## TRY IT:
Count the lines in the records that hold the string "store". Only the number should be given.

## RECORDS PROVIDED:
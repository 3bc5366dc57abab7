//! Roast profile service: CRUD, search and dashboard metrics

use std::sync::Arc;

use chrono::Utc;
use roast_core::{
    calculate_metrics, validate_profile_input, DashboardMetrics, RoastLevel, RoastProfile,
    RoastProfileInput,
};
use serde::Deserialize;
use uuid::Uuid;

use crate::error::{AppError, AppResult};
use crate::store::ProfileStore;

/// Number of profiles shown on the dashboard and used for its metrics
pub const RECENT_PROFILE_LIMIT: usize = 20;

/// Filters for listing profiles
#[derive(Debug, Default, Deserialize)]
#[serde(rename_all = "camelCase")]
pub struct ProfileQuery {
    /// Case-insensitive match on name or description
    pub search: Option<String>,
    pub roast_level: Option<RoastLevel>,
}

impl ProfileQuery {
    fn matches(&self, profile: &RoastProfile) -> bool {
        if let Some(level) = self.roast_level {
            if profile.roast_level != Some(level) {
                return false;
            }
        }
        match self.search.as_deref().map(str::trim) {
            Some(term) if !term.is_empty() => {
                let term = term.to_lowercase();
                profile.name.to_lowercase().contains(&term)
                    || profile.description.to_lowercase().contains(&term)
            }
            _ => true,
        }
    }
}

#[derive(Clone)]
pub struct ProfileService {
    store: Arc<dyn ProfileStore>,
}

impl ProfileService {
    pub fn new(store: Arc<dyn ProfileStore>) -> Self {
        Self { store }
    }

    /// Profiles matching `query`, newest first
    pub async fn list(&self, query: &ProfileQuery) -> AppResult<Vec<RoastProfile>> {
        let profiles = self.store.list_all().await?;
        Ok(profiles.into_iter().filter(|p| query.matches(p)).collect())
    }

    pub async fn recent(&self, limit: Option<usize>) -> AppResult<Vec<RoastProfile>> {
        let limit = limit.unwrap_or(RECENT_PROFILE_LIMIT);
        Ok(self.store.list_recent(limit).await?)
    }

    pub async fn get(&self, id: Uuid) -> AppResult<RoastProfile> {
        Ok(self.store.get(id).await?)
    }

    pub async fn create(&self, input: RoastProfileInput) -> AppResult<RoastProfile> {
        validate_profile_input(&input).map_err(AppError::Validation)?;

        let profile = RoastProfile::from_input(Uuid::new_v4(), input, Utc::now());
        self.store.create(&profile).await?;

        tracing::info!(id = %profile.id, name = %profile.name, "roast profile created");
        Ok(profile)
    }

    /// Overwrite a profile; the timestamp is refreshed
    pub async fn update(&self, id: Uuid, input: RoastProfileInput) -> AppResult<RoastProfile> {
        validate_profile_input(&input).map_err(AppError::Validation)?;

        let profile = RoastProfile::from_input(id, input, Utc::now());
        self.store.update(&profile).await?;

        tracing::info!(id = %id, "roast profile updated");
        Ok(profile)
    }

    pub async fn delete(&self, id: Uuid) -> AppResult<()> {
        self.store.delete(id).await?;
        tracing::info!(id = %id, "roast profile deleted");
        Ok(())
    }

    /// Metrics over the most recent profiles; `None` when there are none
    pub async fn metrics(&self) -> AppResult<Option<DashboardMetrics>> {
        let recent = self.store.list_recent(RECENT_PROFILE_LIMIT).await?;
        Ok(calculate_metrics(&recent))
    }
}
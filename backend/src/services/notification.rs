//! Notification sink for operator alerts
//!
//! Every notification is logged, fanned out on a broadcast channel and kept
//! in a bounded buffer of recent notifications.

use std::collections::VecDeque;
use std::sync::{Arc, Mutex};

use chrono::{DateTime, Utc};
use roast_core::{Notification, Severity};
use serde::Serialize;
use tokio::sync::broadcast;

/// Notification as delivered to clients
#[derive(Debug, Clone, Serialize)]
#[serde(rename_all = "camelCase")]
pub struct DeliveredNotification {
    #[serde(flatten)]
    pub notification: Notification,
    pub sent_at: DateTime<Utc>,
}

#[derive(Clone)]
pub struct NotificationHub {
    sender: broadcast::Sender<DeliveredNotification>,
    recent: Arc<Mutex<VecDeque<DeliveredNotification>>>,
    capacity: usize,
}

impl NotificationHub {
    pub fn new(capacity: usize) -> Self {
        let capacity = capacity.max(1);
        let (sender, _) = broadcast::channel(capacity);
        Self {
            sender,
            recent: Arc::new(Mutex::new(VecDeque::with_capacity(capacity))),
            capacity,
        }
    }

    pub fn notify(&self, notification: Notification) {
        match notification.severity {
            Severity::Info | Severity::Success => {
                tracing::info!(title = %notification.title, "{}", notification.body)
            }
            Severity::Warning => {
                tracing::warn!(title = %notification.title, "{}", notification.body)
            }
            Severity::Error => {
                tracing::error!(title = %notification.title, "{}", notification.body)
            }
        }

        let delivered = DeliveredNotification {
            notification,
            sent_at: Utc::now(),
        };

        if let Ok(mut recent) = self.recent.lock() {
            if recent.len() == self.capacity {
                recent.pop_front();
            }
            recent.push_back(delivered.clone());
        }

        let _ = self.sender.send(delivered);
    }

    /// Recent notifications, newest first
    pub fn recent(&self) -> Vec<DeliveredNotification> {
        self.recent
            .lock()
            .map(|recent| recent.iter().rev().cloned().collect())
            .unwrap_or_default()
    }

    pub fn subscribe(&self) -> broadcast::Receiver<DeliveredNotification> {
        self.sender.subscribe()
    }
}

## ANSWER AREA:
11